Her name is Margot! I've had her for about a month and a half now and she's just wonderful. Just gotta work on her confidence!


----------



## Char (12 mo ago)

Hey! Just posted about my 10 month old puppy who has issues being left alone and started barking at night too. I don't have any solutions, but wondered how you got on? We do alone time in the crate, but only once a day with my husband in the kitchen/upstairs. No treats as this just used to distract her, then she would start the howling when done! We have built up to an hour with no barking and she sleeps for much of this time. Sometimes she still only lasts 20 minutes until the first woof, but it has improved. We now have a trainer that has suggested we don't put her in the crate for alone time in the day, but leave her loose in the living room, where her crate is. Firstly just leaving doors open and doing 'flitting' between rooms until she hopefully stops following us! I am a bit worried about this, as I feel we have made progress with the crate in the day and am also concerned about the furniture etc. She doesn't damage anything normally, but she may act differently when we're not there. My husband also works from home and she is attached to him as well as me. Should we ditch aline time in the crate for the day, or maybe do a combo of one crate session and a few flitting routines daily left loose in the living room? It has taken months to get her to sleep in there alone as an older puppy and I don't want to waste this and start another technique. We just want to go out for 2 hours without her and gave not done so for 10 months!


----------



## 94Magna_Tom (Feb 23, 2021)

@Char I would try puppy proofing an entire room for her and leaving her in there for the 2 hour period to see how it goes. Do you have a video camera to watch her? They're not very expensive (i got 2/$90) and they allow you to know how shes doing. I used the kitchen as it was easiest to puppy proof for me (no rugs & no soft furniture).


----------



## Char (12 mo ago)

94Magna_Tom said:


> @Char I would try puppy proofing an entire room for her and leaving her in there for the 2 hour period to see how it goes. Do you have a video camera to watch her? They're not very expensive (i got 2/$90) and they allow you to know how shes doing. I used the kitchen as it was easiest to puppy proof for me (no rugs & no soft furniture).

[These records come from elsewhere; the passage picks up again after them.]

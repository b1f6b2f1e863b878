//! Declarative post-processing configuration.

use crate::effect::InjectionPoint;

/// Which effects run at each injection point, in execution order.
///
/// Identifiers are resolved against an
/// [`EffectRegistry`](crate::effect::EffectRegistry) when the pipeline is
/// composed.
#[derive(Debug, Clone, Default, PartialEq, Eq)]
pub struct PostFxConfig {
    /// Effects before the G-buffer is written
    pub before_gbuffer: Vec<String>,
    /// Effects after the G-buffer, before deferred lighting
    pub before_deferred_lights: Vec<String>,
    /// Effects after the skybox is drawn
    pub after_skybox: Vec<String>,
    /// Effects before the built-in post-processing stack
    pub before_post_processing: Vec<String>,
    /// Effects after the built-in post-processing stack
    pub after_post_processing: Vec<String>,
}

impl PostFxConfig {
    pub fn new() -> Self {
        Self::default()
    }

    /// Replace the effect list of one injection point.
    pub fn with_effects<I, S>(mut self, point: InjectionPoint, effects: I) -> Self
    where
        I: IntoIterator<Item = S>,
        S: Into<String>,
    {
        *self.effects_mut(point) = effects.into_iter().map(Into::into).collect();
        self
    }

    /// Append one effect to an injection point.
    pub fn push(&mut self, point: InjectionPoint, effect: impl Into<String>) {
        self.effects_mut(point).push(effect.into());
    }

    pub fn effects_for(&self, point: InjectionPoint) -> &[String] {
        match point {
            InjectionPoint::BeforeGBuffer => &self.before_gbuffer,
            InjectionPoint::BeforeDeferredLights => &self.before_deferred_lights,
            InjectionPoint::AfterSkybox => &self.after_skybox,
            InjectionPoint::BeforePostProcessing => &self.before_post_processing,
            InjectionPoint::AfterPostProcessing => &self.after_post_processing,
        }
    }

    fn effects_mut(&mut self, point: InjectionPoint) -> &mut Vec<String> {
        match point {
            InjectionPoint::BeforeGBuffer => &mut self.before_gbuffer,
            InjectionPoint::BeforeDeferredLights => &mut self.before_deferred_lights,
            InjectionPoint::AfterSkybox => &mut self.after_skybox,
            InjectionPoint::BeforePostProcessing => &mut self.before_post_processing,
            InjectionPoint::AfterPostProcessing => &mut self.after_post_processing,
        }
    }

    pub fn is_empty(&self) -> bool {
        InjectionPoint::ALL
            .iter()
            .all(|point| self.effects_for(*point).is_empty())
    }
}
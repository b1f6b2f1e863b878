//! Exposure control

use bitflags::bitflags;
use std::any::Any;

use crate::backend::{FullscreenDraw, TextureFormat, TextureHandle};
use crate::camera::FrameInfo;
use crate::effect::{Effect, FrameContext, RenderContext};
use crate::error::{PostFxError, PostFxResult};
use crate::history::{HistoryBufferDesc, HistoryId};

/// Draw that writes this frame's exposure value.
pub const EXPOSURE_EVALUATE_DRAW: &str = "exposure_evaluate";
/// Draw that applies the exposure value to the color chain.
pub const EXPOSURE_APPLY_DRAW: &str = "exposure_apply";

/// How the exposure value is chosen.
#[derive(Debug, Clone, Copy, PartialEq, Eq, Default)]
pub enum ExposureMode {
    #[default]
    Off,
    Fixed,
    /// Adapted from scene luminance over time.
    Automatic,
}

/// Exposure settings read from the volume stack.
#[derive(Debug, Clone, Copy, PartialEq)]
pub struct ExposureSettings {
    pub mode: ExposureMode,
    /// Exposure in EV100 for [`ExposureMode::Fixed`]
    pub fixed_ev100: f32,
    pub compensation: f32,
    /// Adaptation speed for [`ExposureMode::Automatic`]
    pub adaptation_speed: f32,
}

impl Default for ExposureSettings {
    fn default() -> Self {
        Self {
            mode: ExposureMode::Off,
            fixed_ev100: 0.0,
            compensation: 0.0,
            adaptation_speed: 1.0,
        }
    }
}

bitflags! {
    /// Shader variant of the exposure draws.
    #[derive(Debug, Clone, Copy, PartialEq, Eq, Hash)]
    pub struct ExposureVariant: u32 {
        const AUTOMATIC = 1 << 0;
        /// Ignore the previous exposure and write a neutral value.
        const NEUTRAL = 1 << 1;
    }
}

impl ExposureVariant {
    /// `history_valid` says whether last frame's exposure value was written.
    pub fn resolve(settings: &ExposureSettings, info: &FrameInfo, history_valid: bool) -> Self {
        let mut variant = ExposureVariant::empty();
        variant.set(
            ExposureVariant::AUTOMATIC,
            settings.mode == ExposureMode::Automatic,
        );
        variant.set(
            ExposureVariant::NEUTRAL,
            info.reset_history || info.did_reset_history_last_frame || !history_valid,
        );
        variant
    }
}

/// Writes a 1x1 exposure value every frame and applies it to the chain.
///
/// The value is double-buffered in the history ring so automatic exposure
/// can adapt from the previous frame.
#[derive(Debug, Default)]
pub struct ExposureEffect {
    frames_rendered: u64,
    neutral_frames: u64,
}

impl ExposureEffect {
    pub const HISTORY: HistoryId = HistoryId::EXPOSURE;

    pub fn new() -> Self {
        Self::default()
    }

    pub fn history_desc() -> HistoryBufferDesc {
        HistoryBufferDesc::new("exposure", TextureFormat::Rg32Float)
            .with_fixed_size(1, 1)
            .with_random_write(true)
    }

    pub fn frames_rendered(&self) -> u64 {
        self.frames_rendered
    }

    /// Frames rendered with the neutral variant.
    pub fn neutral_frames(&self) -> u64 {
        self.neutral_frames
    }
}

impl Effect for ExposureEffect {
    fn name(&self) -> &str {
        "exposure"
    }

    fn is_active(&self, frame: &FrameContext<'_>) -> bool {
        frame
            .settings::<ExposureSettings>()
            .is_some_and(|settings| settings.mode != ExposureMode::Off)
    }

    fn render(
        &mut self,
        source: TextureHandle,
        destination: Option<TextureHandle>,
        ctx: &mut RenderContext<'_>,
    ) -> PostFxResult<()> {
        let destination = destination.ok_or_else(|| PostFxError::EffectFailed {
            effect: self.name().to_string(),
            reason: "no destination".to_string(),
        })?;
        let settings = ctx
            .frame
            .settings::<ExposureSettings>()
            .copied()
            .unwrap_or_default();

        ctx.history
            .allocate_buffer(&mut *ctx.backend, Self::HISTORY, &Self::history_desc(), 2)?;
        let current = ctx.history.current(Self::HISTORY)?;
        let previous = ctx.history.previous(Self::HISTORY)?;

        let history_valid = ctx.history.previous_is_valid(Self::HISTORY);
        let variant = ExposureVariant::resolve(&settings, &ctx.frame.info, history_valid);
        let mut evaluate =
            FullscreenDraw::new(EXPOSURE_EVALUATE_DRAW, current).with_variant(variant.bits());
        if variant.contains(ExposureVariant::AUTOMATIC) {
            evaluate = evaluate.with_input(source);
            if !variant.contains(ExposureVariant::NEUTRAL) {
                evaluate = evaluate.with_input(previous);
            }
        }
        ctx.draw(&evaluate)?;
        ctx.history.mark_written(Self::HISTORY)?;

        ctx.draw(
            &FullscreenDraw::new(EXPOSURE_APPLY_DRAW, destination)
                .with_input(source)
                .with_input(current)
                .with_variant(variant.bits()),
        )?;

        self.frames_rendered += 1;
        if variant.contains(ExposureVariant::NEUTRAL) {
            self.neutral_frames += 1;
        }
        Ok(())
    }

    fn as_any(&self) -> &dyn Any {
        self
    }

    fn as_any_mut(&mut self) -> &mut dyn Any {
        self
    }
}
//! Common utilities for post-processing integration tests.
//!
//! Provides a scriptable test effect that records every render call, and a
//! test context bundling a dummy backend with one camera.

#![allow(dead_code)]

use std::any::Any;
use std::sync::atomic::{AtomicBool, AtomicUsize, Ordering};
use std::sync::Arc;

use parking_lot::Mutex;

use lilium_postfx::{
    CameraDescriptor, CameraId, DummyBackend, Effect, EffectInputs, EffectInstance, FrameContext,
    FrameInfo, FullscreenDraw, GraphicsBackend, InjectionPass, InjectionPoint, PassOutcome,
    PostFxCamera, PostFxError, PostFxResult, RenderContext, RenderPaths, TextureDescriptor,
    TextureFormat, TextureHandle, VolumeStack,
};

pub fn init_logging() {
    let _ = env_logger::builder().is_test(true).try_init();
}

// ============================================================================
// Test Effect
// ============================================================================

/// One `Effect::render` invocation.
#[derive(Debug, Clone, PartialEq, Eq)]
pub struct RenderCall {
    pub effect: String,
    pub source: TextureHandle,
    pub destination: Option<TextureHandle>,
}

pub type Trace = Arc<Mutex<Vec<RenderCall>>>;

pub fn new_trace() -> Trace {
    Arc::new(Mutex::new(Vec::new()))
}

#[derive(Debug, Default)]
pub struct Counters {
    pub setups: AtomicUsize,
    pub prepares: AtomicUsize,
    pub renders: AtomicUsize,
    pub activations: AtomicUsize,
    pub deactivations: AtomicUsize,
    pub disposals: AtomicUsize,
}

impl Counters {
    pub fn get(counter: &AtomicUsize) -> usize {
        counter.load(Ordering::SeqCst)
    }
}

/// Effect whose routing flags and activity are set by the test.
#[derive(Clone)]
pub struct TestEffect {
    pub name: String,
    pub active: Arc<AtomicBool>,
    pub to_camera: bool,
    pub dont_care: bool,
    pub visible_in_scene_view: bool,
    pub fail: bool,
    pub paths: RenderPaths,
    pub inputs: EffectInputs,
    pub trace: Trace,
    pub counters: Arc<Counters>,
}

impl TestEffect {
    /// Active effect that writes to the ping-pong chain.
    pub fn writer(name: &str, trace: &Trace) -> Self {
        Self {
            name: name.to_string(),
            active: Arc::new(AtomicBool::new(true)),
            to_camera: true,
            dont_care: false,
            visible_in_scene_view: true,
            fail: false,
            paths: RenderPaths::all(),
            inputs: EffectInputs::empty(),
            trace: trace.clone(),
            counters: Arc::new(Counters::default()),
        }
    }

    /// Active effect that writes only its own resources.
    pub fn side_output(name: &str, trace: &Trace) -> Self {
        Self {
            to_camera: false,
            ..Self::writer(name, trace)
        }
    }

    pub fn inactive(self) -> Self {
        self.active.store(false, Ordering::SeqCst);
        self
    }

    pub fn dont_care(mut self) -> Self {
        self.dont_care = true;
        self
    }

    pub fn failing(mut self) -> Self {
        self.fail = true;
        self
    }

    pub fn hidden_in_scene_view(mut self) -> Self {
        self.visible_in_scene_view = false;
        self
    }

    pub fn with_paths(mut self, paths: RenderPaths) -> Self {
        self.paths = paths;
        self
    }

    pub fn with_inputs(mut self, inputs: EffectInputs) -> Self {
        self.inputs = inputs;
        self
    }

    pub fn set_active(&self, active: bool) {
        self.active.store(active, Ordering::SeqCst);
    }
}

impl Effect for TestEffect {
    fn name(&self) -> &str {
        &self.name
    }

    fn is_active(&self, _frame: &FrameContext<'_>) -> bool {
        self.active.load(Ordering::SeqCst)
    }

    fn supported_render_paths(&self) -> RenderPaths {
        self.paths
    }

    fn visible_in_scene_view(&self) -> bool {
        self.visible_in_scene_view
    }

    fn declared_inputs(&self) -> EffectInputs {
        self.inputs
    }

    fn render_to_camera(&self) -> bool {
        self.to_camera
    }

    fn dont_care_source_target_copy(&self) -> bool {
        self.dont_care
    }

    fn setup(&mut self, _backend: &mut dyn GraphicsBackend) -> PostFxResult<()> {
        self.counters.setups.fetch_add(1, Ordering::SeqCst);
        Ok(())
    }

    fn prepare_frame(&mut self, _frame: &FrameContext<'_>) {
        self.counters.prepares.fetch_add(1, Ordering::SeqCst);
    }

    fn render(
        &mut self,
        source: TextureHandle,
        destination: Option<TextureHandle>,
        ctx: &mut RenderContext<'_>,
    ) -> PostFxResult<()> {
        self.trace.lock().push(RenderCall {
            effect: self.name.clone(),
            source,
            destination,
        });
        if self.fail {
            return Err(PostFxError::EffectFailed {
                effect: self.name.clone(),
                reason: "scripted failure".to_string(),
            });
        }
        self.counters.renders.fetch_add(1, Ordering::SeqCst);
        if let Some(destination) = destination {
            ctx.draw(&FullscreenDraw::new(self.name.clone(), destination).with_input(source))?;
        }
        Ok(())
    }

    fn on_activation_edge(&mut self, _frame: &FrameContext<'_>, became_active: bool) {
        if became_active {
            self.counters.activations.fetch_add(1, Ordering::SeqCst);
        } else {
            self.counters.deactivations.fetch_add(1, Ordering::SeqCst);
        }
    }

    fn dispose(&mut self, _backend: &mut dyn GraphicsBackend) {
        self.counters.disposals.fetch_add(1, Ordering::SeqCst);
    }

    fn as_any(&self) -> &dyn Any {
        self
    }

    fn as_any_mut(&mut self) -> &mut dyn Any {
        self
    }
}

/// Pass at `BeforePostProcessing` holding one instance per test effect.
pub fn build_pass(effects: &[TestEffect]) -> InjectionPass {
    let instances = effects
        .iter()
        .map(|effect| {
            EffectInstance::new(effect.name.clone(), false, Box::new(effect.clone())).into_shared()
        })
        .collect();
    InjectionPass::new(InjectionPoint::BeforePostProcessing, instances)
}

// ============================================================================
// Test Context
// ============================================================================

/// Dummy backend plus one camera rendering into an imported color target.
pub struct TestContext {
    pub backend: DummyBackend,
    pub descriptor: CameraDescriptor,
    pub camera: PostFxCamera,
    pub volumes: VolumeStack,
}

impl TestContext {
    pub fn new(width: u32, height: u32) -> Self {
        init_logging();
        let mut backend = DummyBackend::new();
        let descriptor = Self::import_camera_target(&mut backend, width, height);
        let camera = PostFxCamera::new(CameraId(0), descriptor.clone());
        Self {
            backend,
            descriptor,
            camera,
            volumes: VolumeStack::new(),
        }
    }

    fn import_camera_target(backend: &mut DummyBackend, width: u32, height: u32) -> CameraDescriptor {
        let target = backend.import_texture(
            TextureDescriptor::color_target(width, height, TextureFormat::Rgba16Float)
                .with_label("camera"),
        );
        CameraDescriptor::new(width, height, target)
    }

    pub fn camera_target(&self) -> TextureHandle {
        self.descriptor.color_target
    }

    pub fn begin_frame(&mut self) -> FrameInfo {
        self.camera
            .begin_frame(&mut self.backend, self.descriptor.clone())
    }

    /// Switch to a new camera target of a different size.
    pub fn resize(&mut self, width: u32, height: u32) {
        let mut descriptor = Self::import_camera_target(&mut self.backend, width, height);
        descriptor.render_path = self.descriptor.render_path;
        descriptor.is_scene_view = self.descriptor.is_scene_view;
        self.descriptor = descriptor;
    }

    /// Another camera rendering through this context's backend.
    pub fn extra_camera(&mut self, id: CameraId, width: u32, height: u32) -> ExtraCamera {
        let descriptor = Self::import_camera_target(&mut self.backend, width, height);
        let camera = PostFxCamera::new(id, descriptor.clone());
        ExtraCamera { descriptor, camera }
    }

    /// Scratch textures `pass` allocated for this context's camera.
    pub fn scratch_allocations(&self, pass: &InjectionPass) -> usize {
        pass.scratch(self.camera.id())
            .map_or(0, |scratch| scratch.allocation_count())
    }

    pub fn scratch_handles(&self, pass: &InjectionPass) -> Vec<TextureHandle> {
        pass.scratch(self.camera.id())
            .map(|scratch| scratch.handles().collect())
            .unwrap_or_default()
    }

    /// Begin a frame and run one pass.
    pub fn run_pass(&mut self, pass: &mut InjectionPass) -> PassOutcome {
        self.begin_frame();
        let (frame, history) = self.camera.frame_parts(&self.volumes);
        pass.render(&frame, &mut self.backend, history)
            .expect("pass failed")
    }
}

/// Camera sharing a [`TestContext`]'s backend and volumes.
pub struct ExtraCamera {
    pub descriptor: CameraDescriptor,
    pub camera: PostFxCamera,
}

impl ExtraCamera {
    pub fn begin_frame(&mut self, backend: &mut DummyBackend) -> FrameInfo {
        self.camera.begin_frame(backend, self.descriptor.clone())
    }
}
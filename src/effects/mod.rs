//! Built-in post-processing effects

mod color_tint;
mod exposure;
mod indirect_diffuse;

pub use color_tint::*;
pub use exposure::*;
pub use indirect_diffuse::*;

use crate::effect::{EffectRegistration, EffectRegistry, InjectionPoints};

/// Register the built-in effects under their default identifiers.
pub fn register_builtin_effects(registry: &mut EffectRegistry) {
    registry.register(
        EffectRegistration::new("exposure", || Box::new(ExposureEffect::new()))
            .at(InjectionPoints::BEFORE_POST_PROCESSING | InjectionPoints::AFTER_POST_PROCESSING),
    );
    registry.register(
        EffectRegistration::new("indirect_diffuse", || Box::new(IndirectDiffuseEffect::new()))
            .at(InjectionPoints::BEFORE_DEFERRED_LIGHTS | InjectionPoints::AFTER_SKYBOX)
            .shared(),
    );
    registry.register(
        EffectRegistration::new("color_tint", || Box::new(ColorTintEffect::new())).at(
            InjectionPoints::AFTER_SKYBOX
                | InjectionPoints::BEFORE_POST_PROCESSING
                | InjectionPoints::AFTER_POST_PROCESSING,
        ),
    );
}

Thanks and yes we have a camera, which is how we found out she went crazy in the crate a couple of months ago when left for an hour! The crate is large and she can lay out, stand up and move around easily. The trainer said to leave her in living room as she likes it their best, the kitchen however is safer, but she has never been left in the kitchen with the door shut. I also worry my neighbour's dogs will be heard more in the kitchen. Only other place is the hallway, which she likes but can see out the front door as it's glazed which may not be great for her anxiousness! I just wondered if we should continue with the crate in the day as we think we're making slow progress, after starting from scratch again a couple.of months ago. I was surprised the trainer said to stop using the crate and start just leaving her in the living room, as advice I have seen is don't trust any puppy under 18 months on their own with soft furnishings! So confused.


----------



## Starvt (Nov 5, 2019)

It seems crazy to me that the trainer said to stop crating your pup. There are many benefits to a dog easily accepting being crated. As you said, for safety to prevent ingesting items (I've seen everything from dog toys and kids toys, medication, rugs, bedding, drywall, clothing...), but also in case of emergency, boarding or hospitalization at the vet, cage rest requirements, travel, or if you have visitors or workers in your house.
I like your idea of doing sessions of crating as well as sessions being alone while loose. I think it can be helpful to see it as two separate skills, which should be eventually combined (just like many other skills).
One thing I have done with my current puppy, is that I have a crate with a favorite bed by my feet at my desk. I put her in there mid-morning and she sleeps for several hours while I work. So this works on her crating but not separation.
For separation I have baby gates in various doorways, and to start I would make quick trips (laundry, bathroom, etc). 
I quickly was able to progress to leaving for short absences during the work/crating times and now I can come and go as much and as long as I please.


----------



## 94Magna_Tom (Feb 23, 2021)

Char said:


> I have seen is don't trust any puppy under 18 months on their own with soft furnishings! So confused.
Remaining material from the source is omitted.